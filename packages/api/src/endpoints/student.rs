//! Students under `/students`.

use serde::{Deserialize, Serialize};

use super::crud::{self, crud_endpoints, Resource};
use crate::client::{ApiClient, ApiRequest};
use crate::error::ApiError;
use crate::models::{Id, Student};
use crate::transport::Transport;

pub struct Students;

#[derive(Clone, Debug, Default, PartialEq, Serialize, Deserialize)]
#[serde(rename_all = "camelCase")]
pub struct StudentFilter {
    #[serde(skip_serializing_if = "Option::is_none")]
    pub student_name: Option<String>,
    #[serde(skip_serializing_if = "Option::is_none")]
    pub student_code: Option<String>,
    #[serde(skip_serializing_if = "Option::is_none")]
    pub class_id: Option<Id>,
    #[serde(skip_serializing_if = "Option::is_none")]
    pub status: Option<i32>,
}

impl Resource for Students {
    const BASE: &'static str = "/students";
    type Record = Student;
    type Filter = StudentFilter;
}

crud_endpoints!(Students, Student, StudentFilter);

pub async fn by_class<T: Transport>(client: &ApiClient<T>, class_id: Id) -> Result<Vec<Student>, ApiError> {
    crud::list_at::<Students, T>(client, &format!("/class/{class_id}")).await
}

pub async fn by_code<T: Transport>(client: &ApiClient<T>, student_code: &str) -> Result<Student, ApiError> {
    client
        .fetch(ApiRequest::get(format!("{}/code/{}", Students::BASE, student_code)))
        .await
}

▶ EXERCISE DETAILS: Copy the records above, keeping every word the same.

▶ SOLUTION FOR THIS EXERCISE:
filename packages/api/src/endpoints/student.rs
//! Students under `/students`.

use serde::{Deserialize, Serialize};

use super::crud::{self, crud_endpoints, Resource};
use crate::client::{ApiClient, ApiRequest};
use crate::error::ApiError;
use crate::models::{Id, Student};
use crate::transport::Transport;

pub struct Students;

#[derive(Clone, Debug, Default, PartialEq, Serialize, Deserialize)]
#[serde(rename_all = "camelCase")]
pub struct StudentFilter {
    #[serde(skip_serializing_if = "Option::is_none")]
    pub student_name: Option<String>,
    #[serde(skip_serializing_if = "Option::is_none")]
    pub student_code: Option<String>,
    #[serde(skip_serializing_if = "Option::is_none")]
    pub class_id: Option<Id>,
    #[serde(skip_serializing_if = "Option::is_none")]
    pub status: Option<i32>,
}

impl Resource for Students {
    const BASE: &'static str = "/students";
    type Record = Student;
    type Filter = StudentFilter;
}

crud_endpoints!(Students, Student, StudentFilter);

pub async fn by_class<T: Transport>(client: &ApiClient<T>, class_id: Id) -> Result<Vec<Student>, ApiError> {
    crud::list_at::<Students, T>(client, &format!("/class/{class_id}")).await
}

pub async fn by_code<T: Transport>(client: &ApiClient<T>, student_code: &str) -> Result<Student, ApiError> {
    client
        .fetch(ApiRequest::get(format!("{}/code/{}", Students::BASE, student_code)))
        .await
}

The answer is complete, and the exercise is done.